I started a new sensor on Friday night. It hasn’t been terribly accurate, but it’s the only one I have (getting new ones in a few days), so I kept it in, because it’s better than nothing. It has, though, normally been fairly decent.
However, this morning, at around 5:30 or so, I wake up, and it tells me I’m 50. I think, I really don’t feel low. So I test my sugars on my monitor, and I’m 288. I wash my hands (just in case), and I’m 293. I enter these in and I give myself insulin, so when I test on my meter a little later, I’m 235 or something, but my Dex says I’m 326 and going up. (Has anyone ever had this happen? Any reasons why it might happen?)
At this point, I stop the sensor and restart it. My thinking for this is that it will wipe out any inaccuracies I might have caused by entering in bad blood sugars or calibrating at a bad time. (I would have just put a new sensor in, but I won’t get one for a few more days.) I also called up Dexcom, and they told me I should just wait and see how it goes. They also told me that stopping the sensor and restarting it won’t do any good.
However, since I restarted the sensor, it’s actually been working fairly well. (Obviously, I waited until my sugars were steady before entering bgs.) For the first few hours, it kept telling me I was going up, when my meter told me I was fine. But, since then, it’s been somewhat accurate.

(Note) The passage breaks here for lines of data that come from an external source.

//! Streamline wrappers around the point-sequence kernel.
//!
//! A [`Streamline`] owns one point sequence plus keyed metadata. Geometry
//! methods run the matching [`crate::geom`] primitive and replace the stored
//! sequence with the result. [`Streamlines`] is an ordered collection that
//! also carries the reference volume header shared by its members.

mod collection;
mod data;

use std::collections::BTreeMap;
use std::fmt;
use std::hash::{Hash, Hasher};

use crate::geom::{
    self, CompressOptions, ContentHash, GeomError, Point3, SmoothOptions, Transform,
};

pub use collection::Streamlines;
pub use data::StreamlineData;

/// Failures raised by streamline and collection operations.
#[derive(Debug, Clone, PartialEq, thiserror::Error)]
pub enum StreamlineError {
    #[error("point {index} has {found} coordinates, expected 3")]
    InvalidPointShape { index: usize, found: usize },
    #[error("data `{key}` has {found} rows but the streamline has {expected} points")]
    DataLengthMismatch {
        key: String,
        expected: usize,
        found: usize,
    },
    #[error("mask has {found} entries but the collection has {expected} streamlines")]
    MaskLengthMismatch { expected: usize, found: usize },
    #[error("index {index} is out of range for {len} streamlines")]
    IndexOutOfRange { index: usize, len: usize },
    #[error("affine is not invertible")]
    SingularAffine,
    #[error(transparent)]
    Geom(#[from] GeomError),
}

/// One fiber pathway: an ordered point sequence plus metadata.
///
/// Equality and hashing go through [`Streamline::content_hash`], so two
/// streamlines are equal when their points are bit-for-bit identical.
/// Metadata does not take part in equality.
#[derive(Debug, Clone, Default)]
pub struct Streamline {
    points: Vec<Point3>,
    data: BTreeMap<String, StreamlineData>,
}

impl Streamline {
    #[must_use]
    pub fn new() -> Self {
        Self::default()
    }

    #[must_use]
    pub fn from_points(points: Vec<Point3>) -> Self {
        Self {
            points,
            data: BTreeMap::new(),
        }
    }

    /// Builds a streamline from coordinate rows.
    ///
    /// # Errors
    /// [`StreamlineError::InvalidPointShape`] when a row does not hold exactly
    /// three values.
    pub fn try_from_rows<R: AsRef<[f64]>>(rows: &[R]) -> Result<Self, StreamlineError> {
        let points = rows
            .iter()
            .enumerate()
            .map(|(index, row)| {
                Point3::try_from_slice(row.as_ref()).map_err(|err| match err {
                    GeomError::InvalidPointShape { found } => {
                        StreamlineError::InvalidPointShape { index, found }
                    }
                    other => StreamlineError::Geom(other),
                })
            })
            .collect::<Result<Vec<_>, _>>()?;
        Ok(Self::from_points(points))
    }

    /// Builds a streamline with metadata, validating every entry.
    ///
    /// # Errors
    /// [`StreamlineError::DataLengthMismatch`] for per-point data whose row
    /// count differs from the point count.
    pub fn with_data<I, K>(points: Vec<Point3>, data: I) -> Result<Self, StreamlineError>
    where
        I: IntoIterator<Item = (K, StreamlineData)>,
        K: Into<String>,
    {
        let mut streamline = Self::from_points(points);
        for (key, value) in data {
            streamline.insert_data(key, value)?;
        }
        Ok(streamline)
    }

    // ------------------------------------------------------------------
    // Access
    // ------------------------------------------------------------------

    #[must_use]
    pub fn points(&self) -> &[Point3] {
        &self.points
    }

    #[must_use]
    pub fn into_points(self) -> Vec<Point3> {
        self.points
    }

    #[must_use]
    pub fn len(&self) -> usize {
        self.points.len()
    }

    #[must_use]
    pub fn is_empty(&self) -> bool {
        self.points.is_empty()
    }

    #[must_use]
    pub fn get(&self, index: usize) -> Option<Point3> {
        self.points.get(index).copied()
    }

    #[must_use]
    pub fn first(&self) -> Option<Point3> {
        self.points.first().copied()
    }

    #[must_use]
    pub fn last(&self) -> Option<Point3> {
        self.points.last().copied()
    }

    pub fn iter(&self) -> std::slice::Iter<'_, Point3> {
        self.points.iter()
    }

    /// Whether `point` is one of the vertices, compared exactly.
    #[must_use]
    pub fn contains(&self, point: &Point3) -> bool {
        self.points.iter().any(|p| p.bits_eq(*point))
    }

    #[must_use]
    pub fn length(&self) -> f64 {
        geom::length(&self.points)
    }

    #[must_use]
    pub fn content_hash(&self) -> ContentHash {
        geom::content_hash(&self.points)
    }

    #[must_use]
    pub fn content_eq(&self, other: &Self) -> bool {
        self.content_hash() == other.content_hash()
    }

    /// Mean point-to-point distance after resampling both streamlines to
    /// `resolution` points.
    ///
    /// # Errors
    /// [`GeomError::InvalidSampleCount`] (wrapped) when `resolution < 2`.
    pub fn distance(&self, other: &Self, resolution: usize) -> Result<f64, StreamlineError> {
        Ok(geom::distance(&self.points, &other.points, resolution)?)
    }

    // ------------------------------------------------------------------
    // Geometry
    // ------------------------------------------------------------------

    pub fn compress(&mut self, options: CompressOptions) -> &mut Self {
        let (points, diagnostics) = geom::compress(&self.points, options);
        log::debug!(
            "compress: {} -> {} points",
            diagnostics.input_point_count,
            diagnostics.output_point_count
        );
        self.replace_points(points, "compress")
    }

    /// # Errors
    /// [`GeomError::InvalidSampleCount`] (wrapped) when `count < 2`; the
    /// streamline is left untouched.
    pub fn resample(&mut self, count: usize) -> Result<&mut Self, StreamlineError> {
        if count < 2 {
            return Err(GeomError::InvalidSampleCount(count).into());
        }
        Ok(self.resample_validated(count))
    }

    /// [`Streamline::resample`] for a count already checked to be `>= 2`.
    pub(crate) fn resample_validated(&mut self, count: usize) -> &mut Self {
        let points = geom::resample_unchecked(&self.points, count);
        self.replace_points(points, "resample")
    }

    pub fn smooth(&mut self, options: SmoothOptions) -> &mut Self {
        let (points, _) = geom::smooth(&self.points, options);
        self.replace_points(points, "smooth")
    }

    pub fn reverse(&mut self) -> &mut Self {
        self.points.reverse();
        for value in self.data.values_mut() {
            value.reverse_rows();
        }
        self
    }

    /// Flips the streamline when its reverse is closer to `template`.
    /// Returns whether it was flipped.
    pub fn reorient(&mut self, template: &Self) -> bool {
        let (_, reversed) = geom::orient(
            &self.points,
            &template.points,
            geom::DEFAULT_DISTANCE_RESOLUTION,
        );
        if reversed {
            self.reverse();
        }
        reversed
    }

    pub fn transform(&mut self, affine: &Transform) -> &mut Self {
        self.points = geom::transform(&self.points, affine);
        self
    }

    fn replace_points(&mut self, points: Vec<Point3>, operation: &str) -> &mut Self {
        self.points = points;
        self.drop_per_point_data(operation);
        self
    }

    fn drop_per_point_data(&mut self, operation: &str) {
        let dropped: Vec<String> = self
            .data
            .iter()
            .filter(|(_, value)| value.is_per_point())
            .map(|(key, _)| key.clone())
            .collect();
        if dropped.is_empty() {
            return;
        }
        log::warn!(
            "{operation} changed the points; dropping per-point data {}",
            dropped.join(", ")
        );
        self.data.retain(|_, value| !value.is_per_point());
    }

    // ------------------------------------------------------------------
    // Metadata
    // ------------------------------------------------------------------

    #[must_use]
    pub fn data(&self) -> &BTreeMap<String, StreamlineData> {
        &self.data
    }

    #[must_use]
    pub fn data_value(&self, key: &str) -> Option<&StreamlineData> {
        self.data.get(key)
    }

    /// Inserts or replaces a metadata entry.
    ///
    /// # Errors
    /// [`StreamlineError::DataLengthMismatch`] when per-point data does not
    /// have one row per point.
    pub fn insert_data(
        &mut self,
        key: impl Into<String>,
        value: StreamlineData,
    ) -> Result<Option<StreamlineData>, StreamlineError> {
        let key = key.into();
        if value.is_per_point() {
            let expected = self.points.len();
            match value.rows() {
                Some(rows) if rows == expected => {}
                rows => {
                    return Err(StreamlineError::DataLengthMismatch {
                        key,
                        expected,
                        found: rows.unwrap_or_else(|| value.values().len()),
                    });
                }
            }
        }
        Ok(self.data.insert(key, value))
    }

    pub fn remove_data(&mut self, key: &str) -> Option<StreamlineData> {
        self.data.remove(key)
    }
}

impl PartialEq for Streamline {
    fn eq(&self, other: &Self) -> bool {
        self.content_eq(other)
    }
}

impl Eq for Streamline {}

impl Hash for Streamline {
    fn hash<H: Hasher>(&self, state: &mut H) {
        self.content_hash().hash(state);
    }
}

impl fmt::Display for Streamline {
    fn fmt(&self, f: &mut fmt::Formatter<'_>) -> fmt::Result {
        write!(f, "streamline: {} points", self.points.len())
    }
}

impl From<Vec<Point3>> for Streamline {
    fn from(points: Vec<Point3>) -> Self {
        Self::from_points(points)
    }
}

impl<'a> IntoIterator for &'a Streamline {
    type Item = &'a Point3;
    type IntoIter = std::slice::Iter<'a, Point3>;

    fn into_iter(self) -> Self::IntoIter {
        self.points.iter()
    }
}
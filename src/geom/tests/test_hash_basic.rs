use crate::geom::{Point3, content_eq, content_hash, reverse};

fn sample() -> Vec<Point3> {
    vec![
        Point3::new(0.0, 1.0, 2.0),
        Point3::new(3.5, -4.25, 6.0),
        Point3::new(7.0, 8.0, 9.125),
    ]
}

#[test]
fn hash_is_deterministic() {
    let a = sample();
    let b = sample();
    assert_eq!(content_hash(&a), content_hash(&b));
    assert!(content_eq(&a, &b));
}

#[test]
fn tiny_perturbation_changes_hash() {
    let a = sample();
    let mut b = sample();
    b[1].y += 1e-6;
    assert_ne!(content_hash(&a), content_hash(&b));
    assert!(!content_eq(&a, &b));
}

#[test]
fn order_and_length_are_hashed() {
    let a = sample();
    assert_ne!(content_hash(&a), content_hash(&reverse(&a)));
    assert_ne!(content_hash(&a), content_hash(&a[..2]));
    assert_ne!(content_hash(&[]), content_hash(&[Point3::ORIGIN]));
}

#[test]
fn signed_zero_is_distinct() {
    let positive = [Point3::new(0.0, 0.0, 0.0)];
    let negative = [Point3::new(-0.0, 0.0, 0.0)];
    assert_ne!(content_hash(&positive), content_hash(&negative));
}

#[test]
fn display_is_lowercase_hex() {
    let text = content_hash(&sample()).to_string();
    assert_eq!(text.len(), 64);
    assert!(text.chars().all(|c| c.is_ascii_hexdigit() && !c.is_ascii_uppercase()));

    let hash = content_hash(&sample());
    let mut head = [0u8; 8];
    head.copy_from_slice(&hash.as_bytes()[..8]);
    assert_eq!(hash.short(), u64::from_le_bytes(head));
}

Sorry, this has been kind of rambling, but my question is: Has anyone stopped and restarted a sensor and has that helped? Tech support said it wouldn’t, but it seems to have. It seems logical that, if I’ve entered in too many sugars or I calibrated when I was going up/down and didn’t realize it, stopping and restarting would clear out all the weird sugars it remembers. Does it?